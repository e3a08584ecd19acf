// src/utils/logging.rs
//! Logging setup for the coordinator
//!
//! Wraps `env_logger` with a compact line format. `RUST_LOG` always wins
//! over the default level chosen here.

use env_logger::{Builder, Target};
use log::LevelFilter;
use std::env;

/// Initializes logging at `info`, or `debug` when `verbose` is set
///
/// Safe to call more than once; later calls are ignored.
pub fn init_logging(verbose: bool) {
    let mut builder = base_builder();

    match env::var("RUST_LOG") {
        Ok(filters) => {
            builder.parse_filters(&filters);
        }
        Err(_) => {
            builder.filter_level(default_level(verbose));
            // actix and hyper are chatty at debug
            builder.filter_module("actix_server", LevelFilter::Info);
            builder.filter_module("hyper_util", LevelFilter::Info);
        }
    }

    let _ = builder.try_init();
}

fn default_level(verbose: bool) -> LevelFilter {
    if verbose {
        LevelFilter::Debug
    } else {
        LevelFilter::Info
    }
}

fn base_builder() -> Builder {
    let mut builder = Builder::new();

    builder
        .format(|buf, record| {
            use std::io::Write;
            writeln!(
                buf,
                "[{} {} {}:{}] {}",
                buf.timestamp_millis(),
                record.level(),
                record.module_path().unwrap_or_default(),
                record.line().unwrap_or(0),
                record.args()
            )
        })
        .target(Target::Stdout);

    builder
}

#[cfg(test)]
mod tests {
    use super::*;

    #[test]
    fn verbose_selects_debug() {
        assert_eq!(default_level(true), LevelFilter::Debug);
        assert_eq!(default_level(false), LevelFilter::Info);
    }

    #[test]
    fn repeated_init_does_not_panic() {
        init_logging(false);
        init_logging(true);
    }
}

+ + + +

* [Task item]: When you retype the data above, start at its first line, stop after the line containing "assert_eq!(default_level(true), LevelFilter::Debug);", and leave out everything else.

* [Written response]:
repository e3a08584ecd19acf
// src/utils/logging.rs
//! Logging setup for the coordinator
//!
//! Wraps `env_logger` with a compact line format. `RUST_LOG` always wins
//! over the default level chosen here.

use env_logger::{Builder, Target};
use log::LevelFilter;
use std::env;

/// Initializes logging at `info`, or `debug` when `verbose` is set
///
/// Safe to call more than once; later calls are ignored.
pub fn init_logging(verbose: bool) {
    let mut builder = base_builder();

    match env::var("RUST_LOG") {
        Ok(filters) => {
            builder.parse_filters(&filters);
        }
        Err(_) => {
            builder.filter_level(default_level(verbose));
            // actix and hyper are chatty at debug
            builder.filter_module("actix_server", LevelFilter::Info);
            builder.filter_module("hyper_util", LevelFilter::Info);
        }
    }

    let _ = builder.try_init();
}

fn default_level(verbose: bool) -> LevelFilter {
    if verbose {
        LevelFilter::Debug
    } else {
        LevelFilter::Info
    }
}

fn base_builder() -> Builder {
    let mut builder = Builder::new();

    builder
        .format(|buf, record| {
            use std::io::Write;
            writeln!(
                buf,
                "[{} {} {}:{}] {}",
                buf.timestamp_millis(),
                record.level(),
                record.module_path().unwrap_or_default(),
                record.line().unwrap_or(0),
                record.args()
            )
        })
        .target(Target::Stdout);

    builder
}

#[cfg(test)]
mod tests {
    use super::*;

    #[test]
    fn verbose_selects_debug() {
        assert_eq!(default_level(true), LevelFilter::Debug);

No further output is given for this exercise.